Читать книгу Un scandale en province - Pierre L'Estoile - Страница 4
II
ОглавлениеLe même jour, vers cinq heures de l’après-midi, Guy de Mauzac franchissait au pas de son cheval les portes de la ville et s’engageait sur la route d’Albert.
En longeant le Quinconce, la promenade favorite des Péronnais,–qui y passent de longues heures le dimanche, surtout en été,–il échangea quelques saluts avec des amis du régiment ou des connaissances de la ville, avec M. de Serve, entreautres, qu’il avait perdu de vue en entrant à Saint-Cyr, et qu’il avait été bien aise de retrouver procureur de la République à Péronne. Puis, quand il eut dépassé l’extrémité de la longue allée qui borde la route, il murmura un «enfin!» tout à fait significatif, et mit son cheval au galop.
En cet instant, s’il eût été moins occupé, il eût entendu l’éclat de rire de Laruelle, qui, dissimulé avec ses amis derrière la haie de clôture du Quinconce, fit à haute voix cette remarque aussi méchante que judicieuse:
–Bravo, mon capitaine! On longe la promenade… au pas, d’un air indifférent et ennuyé; puis, quand on est ou qu’on se croit hors de vue, on prend le galop de course… Belle malice… mais cousue de fil blanc!…. n’est-ce pas, messieurs?
Quoi qu’il en soit, Guy n’entendit pas et continua sa route le plus rapidement possible. A trois kilomètres environ de la ville, il tourna à droite dans un chemin de traverse bordé de champs d’oeillettes, franchit encore, au grand trot, à peu près un kilomètre, tourna un poteau muni de chaînes qui portait cette inscription:
Route interdite aux voitures non suspendues,
et reprit le galop dans l’avenue du château de Labassère, à la grille duquel il sonnait quelques instants après.
Vraiment, il avait bon air, le capitaine Guy de Mauzac, et certes, si la comtesse de Labassère était sa maîtresse, comme le laissaient supposer les cancans de Péronne, elle dut être fière de lui lorsqu’elle le vit sauter lestement de son cheval au bas du perron: jamais officier de chasseurs ne porta son uniforme avec plus d’élégance. Guy était grand et mince, mais sans que la finesse presque féminine dé sa taille parût rien retirer à la force de ses membres.

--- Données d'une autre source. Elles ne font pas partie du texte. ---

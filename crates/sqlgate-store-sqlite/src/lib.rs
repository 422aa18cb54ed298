// crates/sqlgate-store-sqlite/src/lib.rs
// ============================================================================
// Module: SQLite Tenant Store
// Description: Per-tenant SQLite stores behind the sqlgate store traits.
// Purpose: Open-or-create tenant databases and execute one statement each.
// Dependencies: sqlgate-core, rusqlite
// ============================================================================

//! ## Overview
//! This crate provides a `SQLite`-backed [`sqlgate_core::TenantStore`]. Every
//! acquisition opens a fresh connection to the tenant's database file,
//! creating it if absent, and every release closes it. Statements are
//! classified by the prepared statement's column count, never by SQL text.
//! Security posture: SQL text is untrusted but confined to the tenant's own
//! database file.

// ============================================================================
// SECTION: Modules
// ============================================================================

pub mod store;

// ============================================================================
// SECTION: Re-Exports
// ============================================================================

pub use store::SqliteStoreConfig;
pub use store::SqliteStoreError;
pub use store::SqliteStoreHandle;
pub use store::SqliteStoreMode;
pub use store::SqliteSyncMode;
pub use store::SqliteTenantStore;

Son visage, qu’encadrait une forêt, de cheveux noirs coupés en brosse, était empreint d’autant de mâle énergie que de distinction native. Sa fine moustache ombrageait des lèvres un peu minces, mais derrière lesquelles apparaissaient deux rangées de dents très-blanches. Enfin ses yeux, d’un vert sombre, exprimaient une passion ardente et brillaient, sous des sourcils presque rejoints, d’un éclat métallique.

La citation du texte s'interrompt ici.